In its global investment outlook for 2024, Fidelity International outlined why it is important to adopt a “scenario-based approach” which takes into account the complexities of the current global economic and markets cycle.
A “soft landing” (moderating growth and inflation in the US) be maintained for some time, but as 2024 progresses the probability of a cyclical recession rises sharply, the asset manager told a media briefing in Hong Kong last week.
“Markets continue to believe in a ‘soft landing’, where the rate hikes and the tightening of the past two years will do just enough to gradually return the economy and labour market to equilibrium,” said Salman Ahmed, global head of macro and strategic asset allocation, Fidelity International.
“We have a different view,’ he said.
Fidelity warned that its proprietary macro and bottom-up indicators show a mixed picture driven by the delayed effect of the extraordinary fiscal stimulus, run-down of excess savings and a refinancing picture that is still benign.
As the year progresses, Ahmed (main picture) thinks the transmission channel will strengthen leading to a cyclical recession outcome, to which he gives a 60% probability.
“Europe is already feeling the pain of the rate hikes (as growth has slowed sharply) but the macrocycle path in the US is likely to remain more complex into 2024 as well,” he said.
Ahmed is “confident” that the US and other developed world interest rates have most likely peaked, and against this backdrop, he expects growth will moderate with a high risk of a moderate growth contraction developing later in 2024, with both the domestic and geopolitical picture remaining in flux as major elections approach, including in the US.
“Fundamentally, we continue to believe there is simply a lag between policy tightening and the effects on the real economy. The transmission channel is delayed, not broken,” he said.

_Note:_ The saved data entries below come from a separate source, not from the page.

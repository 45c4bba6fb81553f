use thiserror::Error;

/// Failure talking to a market-data provider.
#[derive(Debug, Error)]
pub enum UpstreamError {
    #[error("request to {endpoint} failed: {source}")]
    Transport {
        endpoint: String,
        #[source]
        source: reqwest::Error,
    },

    #[error("{endpoint} returned {status}: {body}")]
    Status {
        endpoint: String,
        status: reqwest::StatusCode,
        body: String,
    },

    #[error("failed to decode response from {endpoint}: {source}")]
    Decode {
        endpoint: String,
        #[source]
        source: serde_json::Error,
    },
}

/// The chat platform did not accept an outbound message.
#[derive(Debug, Error)]
pub enum DeliveryError {
    #[error("platform rejected message ({status}): {body}")]
    Rejected {
        status: reqwest::StatusCode,
        body: String,
    },

    #[error("failed to reach platform: {0}")]
    Transport(#[from] reqwest::Error),
}

/// An inbound update that cannot be turned into a command.
#[derive(Debug, Error, PartialEq)]
pub enum MalformedUpdate {
    #[error("update body is not valid JSON: {0}")]
    InvalidJson(String),

    #[error("update has no message")]
    MissingMessage,

    #[error("message has no chat id")]
    MissingChatId,

    #[error("message has no text")]
    MissingText,
}
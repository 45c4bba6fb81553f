pub mod telegram;
pub mod webhook;

use async_trait::async_trait;
use teloxide::types::ChatId;

use crate::error::DeliveryError;

/// A text message received from the chat platform.
#[derive(Debug, Clone, PartialEq)]
pub struct InboundMessage {
    pub chat_id: ChatId,
    pub text: String,
}

/// A MarkdownV2 reply ready to be delivered.
#[derive(Debug, Clone, PartialEq)]
pub struct OutboundReply {
    pub chat_id: ChatId,
    pub markup_text: String,
}

/// Delivers replies to the chat platform.
#[async_trait]
pub trait ReplySender: Send + Sync {
    async fn send(&self, reply: &OutboundReply) -> Result<(), DeliveryError>;
}
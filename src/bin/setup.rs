//! marketbot setup helper.
//!
//! Without flags: reads `config.toml` and registers
//! `<public_url><webhook_path>` as the bot's webhook, then prints what the
//! platform reports back.
//!
//! With `--delete`: removes the registered webhook.
//!
//! With `--cli`: runs an interactive terminal wizard that writes a fresh
//! `config.toml`.

use anyhow::{bail, Context, Result};
use serde::Deserialize;
use std::path::{Path, PathBuf};
use teloxide::prelude::*;

// ── Raw TOML parse structs (all fields optional so partial configs load) ──

#[derive(Deserialize, Default)]
struct RawConfig {
    telegram: Option<RawTelegram>,
    server: Option<RawServer>,
}

#[derive(Deserialize, Default)]
struct RawTelegram {
    bot_token: Option<String>,
    api_base_url: Option<String>,
}

#[derive(Deserialize, Default)]
struct RawServer {
    webhook_path: Option<String>,
    public_url: Option<String>,
    secret_token: Option<String>,
}

/// What the webhook registration needs, resolved from a loose config.
#[derive(Debug, PartialEq)]
struct WebhookTarget {
    bot_token: String,
    api_base_url: Option<String>,
    url: String,
    secret_token: Option<String>,
}

fn non_empty(value: Option<String>) -> Option<String> {
    value.filter(|v| !v.trim().is_empty())
}

fn resolve_target(content: &str) -> Result<WebhookTarget> {
    let raw: RawConfig = toml::from_str(content).context("Failed to parse config file")?;
    let telegram = raw.telegram.unwrap_or_default();
    let server = raw.server.unwrap_or_default();

    let Some(bot_token) = non_empty(telegram.bot_token) else {
        bail!("[telegram] bot_token is not set");
    };
    let Some(public_url) = non_empty(server.public_url) else {
        bail!("[server] public_url is not set; the platform needs a public HTTPS address");
    };
    let path = non_empty(server.webhook_path).unwrap_or_else(|| "/webhook".to_string());

    Ok(WebhookTarget {
        bot_token,
        api_base_url: non_empty(telegram.api_base_url),
        url: format!("{}{}", public_url.trim_end_matches('/'), path),
        secret_token: non_empty(server.secret_token),
    })
}

fn bot_for(bot_token: &str, api_base_url: Option<&str>) -> Result<Bot> {
    let bot = Bot::new(bot_token);
    match api_base_url {
        Some(api) => {
            let url = reqwest::Url::parse(api)
                .with_context(|| format!("Invalid api_base_url: {api}"))?;
            Ok(bot.set_api_url(url))
        }
        None => Ok(bot),
    }
}

async fn register_webhook(config_path: &Path) -> Result<()> {
    let content = std::fs::read_to_string(config_path)
        .with_context(|| format!("Failed to read {}", config_path.display()))?;
    let target = resolve_target(&content)?;
    let bot = bot_for(&target.bot_token, target.api_base_url.as_deref())?;

    let url = reqwest::Url::parse(&target.url)
        .with_context(|| format!("Invalid webhook URL: {}", target.url))?;

    let mut request = bot.set_webhook(url);
    if let Some(secret) = &target.secret_token {
        request = request.secret_token(secret.clone());
    }
    request.await.context("Failed to register webhook")?;
    println!("✓  Webhook registered: {}", target.url);

    let info = bot
        .get_webhook_info()
        .await
        .context("Failed to read webhook info")?;
    println!("   Platform reports url: {:?}", info.url);
    println!("   Pending updates: {}", info.pending_update_count);
    if let Some(err) = &info.last_error_message {
        println!("   Last delivery error: {err}");
    }
    Ok(())
}

async fn delete_webhook(config_path: &Path) -> Result<()> {
    let content = std::fs::read_to_string(config_path)
        .with_context(|| format!("Failed to read {}", config_path.display()))?;
    let raw: RawConfig = toml::from_str(&content).context("Failed to parse config file")?;
    let telegram = raw.telegram.unwrap_or_default();
    let Some(bot_token) = non_empty(telegram.bot_token) else {
        bail!("[telegram] bot_token is not set");
    };

    let api_base_url = non_empty(telegram.api_base_url);
    let bot = bot_for(&bot_token, api_base_url.as_deref())?;
    bot.delete_webhook()
        .await
        .context("Failed to delete webhook")?;
    println!("✓  Webhook removed");
    Ok(())
}

// ── Config formatting ──────────────────────────────────────────────────────────

struct ConfigParams<'a> {
    tg_token: &'a str,
    mode: &'a str,
    bind_address: &'a str,
    public_url: &'a str,
    secret_token: &'a str,
    pulse_base_url: &'a str,
}

fn optional_line(key: &str, value: &str, example: &str) -> String {
    if value.is_empty() {
        format!("# {key} = \"{example}\"")
    } else {
        format!("{key} = \"{value}\"")
    }
}

/// Produces a valid config.toml string. Extracted so it can be unit-tested.
fn format_config(p: &ConfigParams<'_>) -> String {
    let tg_token = p.tg_token;
    let mode = p.mode;
    let bind_address = p.bind_address;
    let public_url_line = optional_line("public_url", p.public_url, "https://bot.example.com");
    let secret_line = optional_line("secret_token", p.secret_token, "change-me");
    let pulse_line = optional_line(
        "pulse_base_url",
        p.pulse_base_url,
        "https://pulse.example.com/api",
    );

    format!(
        r#"[telegram]
bot_token = "{tg_token}"
mode = "{mode}"

[server]
bind_address = "{bind_address}"
webhook_path = "/webhook"
{public_url_line}
{secret_line}

[providers]
coingecko_base_url = "https://api.coingecko.com/api/v3"
{pulse_line}
"#
    )
}

// ── CLI mode ───────────────────────────────────────────────────────────────────

fn run_cli(project_root: &Path) -> Result<()> {
    use std::io::{self, Write};

    println!("=== marketbot CLI Setup ===\n");

    let read_line = |prompt: &str| -> Result<String> {
        print!("{prompt}");
        io::stdout().flush()?;
        let mut buf = String::new();
        io::stdin().read_line(&mut buf)?;
        Ok(buf.trim().to_owned())
    };

    let or_default = |s: String, default: &str| {
        if s.is_empty() {
            default.to_owned()
        } else {
            s
        }
    };

    let tg_token = read_line("Telegram bot token: ")?;
    let mode = or_default(read_line("Update mode, webhook or polling [webhook]: ")?, "webhook");
    if mode != "webhook" && mode != "polling" {
        bail!("Unknown mode '{mode}'");
    }
    let bind_address = or_default(read_line("Bind address [0.0.0.0:8080]: ")?, "0.0.0.0:8080");
    let public_url = read_line("Public HTTPS URL (optional, needed for webhook): ")?;
    let secret_token = read_line("Webhook secret token (optional): ")?;
    let pulse_base_url = read_line("Pulse listings API URL (optional): ")?;

    let config = format_config(&ConfigParams {
        tg_token: &tg_token,
        mode: &mode,
        bind_address: &bind_address,
        public_url: &public_url,
        secret_token: &secret_token,
        pulse_base_url: &pulse_base_url,
    });

    let config_path = project_root.join("config.toml");
    std::fs::write(&config_path, &config)
        .with_context(|| format!("Could not write {}", config_path.display()))?;

    println!("\n✓  config.toml saved to {}", config_path.display());
    if mode == "webhook" {
        println!("   Register the webhook with:  cargo run --bin setup");
    }
    println!("   Run the bot with:  cargo run");
    Ok(())
}

// ── Entry point ────────────────────────────────────────────────────────────────

#[tokio::main]
async fn main() -> Result<()> {
    let args: Vec<String> = std::env::args().collect();

    // Resolve project root: prefer MARKETBOT_ROOT env, fall back to cwd.
    let project_root =
        PathBuf::from(std::env::var("MARKETBOT_ROOT").unwrap_or_else(|_| ".".to_string()));

    if args.iter().any(|a| a == "--cli") {
        return run_cli(&project_root);
    }

    let config_path = project_root.join("config.toml");
    if args.iter().any(|a| a == "--delete") {
        return delete_webhook(&config_path).await;
    }

    register_webhook(&config_path).await
}

// ── Tests ──────────────────────────────────────────────────────────────────────

#[cfg(test)]
mod tests {
    use super::*;

    fn params<'a>(public_url: &'a str, secret_token: &'a str) -> ConfigParams<'a> {
        ConfigParams {
            tg_token: "123:abc",
            mode: "webhook",
            bind_address: "0.0.0.0:8080",
            public_url,
            secret_token,
            pulse_base_url: "",
        }
    }

    #[test]
    fn test_telegram_section_present() {
        let out = format_config(&params("", ""));
        assert!(out.contains("[telegram]"));
        assert!(out.contains(r#"bot_token = "123:abc""#));
        assert!(out.contains(r#"mode = "webhook""#));
    }

    #[test]
    fn test_optional_values_commented_when_empty() {
        let out = format_config(&params("", ""));
        assert!(out.contains("# public_url ="));
        assert!(out.contains("# secret_token ="));
        assert!(out.contains("# pulse_base_url ="));
    }

    #[test]
    fn test_optional_values_written_when_set() {
        let out = format_config(&params("https://bot.example.com", "s3cret"));
        assert!(out.contains(r#"public_url = "https://bot.example.com""#));
        assert!(out.contains(r#"secret_token = "s3cret""#));
        assert!(!out.contains("# public_url"));
    }

    #[test]
    fn test_generated_config_resolves_target() {
        let out = format_config(&params("https://bot.example.com/", "s3cret"));
        let target = resolve_target(&out).unwrap();
        assert_eq!(
            target,
            WebhookTarget {
                bot_token: "123:abc".to_string(),
                api_base_url: None,
                url: "https://bot.example.com/webhook".to_string(),
                secret_token: Some("s3cret".to_string()),
            }
        );
    }

    #[test]
    fn test_target_requires_public_url() {
        let out = format_config(&params("", ""));
        let err = resolve_target(&out).unwrap_err();
        assert!(err.to_string().contains("public_url"));
    }

    #[test]
    fn test_target_requires_token() {
        let err = resolve_target("[server]\npublic_url = \"https://x\"\n").unwrap_err();
        assert!(err.to_string().contains("bot_token"));
    }
}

Alongside cyclical recession, Fidelity’s 2024 outlook also considers the investment implications of a more severe balance sheet recession (10% probability), which would prompt widespread cutbacks in spending by both companies and consumers; the more benign soft landing scenario (20%), whereby the current set-up extends well into 2024; and a case in which there is no landing in 2024 at all (10%), where the economy holds at above trend level of growth and sticky inflation, provoking central banks into another round of policy rate rises.
“This scenario-based navigation map underpinned by a suite of proprietary macro and bottom-up indicators is critical to our investment process, which is embracing the reality of faster cycles and need for flexible tactical asset allocation, as the old regime of “Great Moderation” starts to firmly fade into history,” said Ahmed.
Investment opportunities in 2024
As the cyclical recession outcome takes hold later in 2024, Fidelity International believes there are good opportunities for investors who are discerning about sectors and geographies.
Fidelity thinks US equities will be “well positioned”. In particular, mid-cap stocks along with much of the S&P 500 that have not shared the incredible performance this year of the “Magnificent Seven” technology stocks.
“Valuations look reasonable for these well-run companies with solid growth prospects,” Matthew Quaife, global head of multi asset investment management, Fidelity International, told the briefing.
Meanwhile, the reduction in bond yields has led to “above normal positive returns for government bonds” is another area Fidelity is focussing on as the interconnected and interdependent nature of soft landing and cyclical recession scenarios mean lower yields as the Fed starts to change policy next year.
Quaife (pictured above) highlighted intermediate-maturity investment grade bonds and inflation-linked bonds as offering value.
Fidelity also advises taking long positions in certain emerging markets, given attractive valuations and idiosyncratic economic cycles, but its “preferences change depending on which scenario emerges”, said Quaife.
Nevertheless, Fidelity argued that China offers value especially as the macro cycle stabilises and expectations of growth for 2024 rise from current depressed levels.
“Chinese equities which currently offer attractive valuations compared with most other regions, as well as cyclical stocks including shipping, industrials and the oil services sector, would also benefit from rising economic output,” he said.
Finally, Quaife also sees opportunities within Japanese equities, as the economy transitions into a mildly inflationary state. From a sector perspective, technology currently delivers the most attractive earnings forecasts, followed by healthcare and communications services.
“We see both cyclical and structural tailwinds for the technology sector overall. Within technology, Artificial Intelligence continues to provide a long-term growth story.”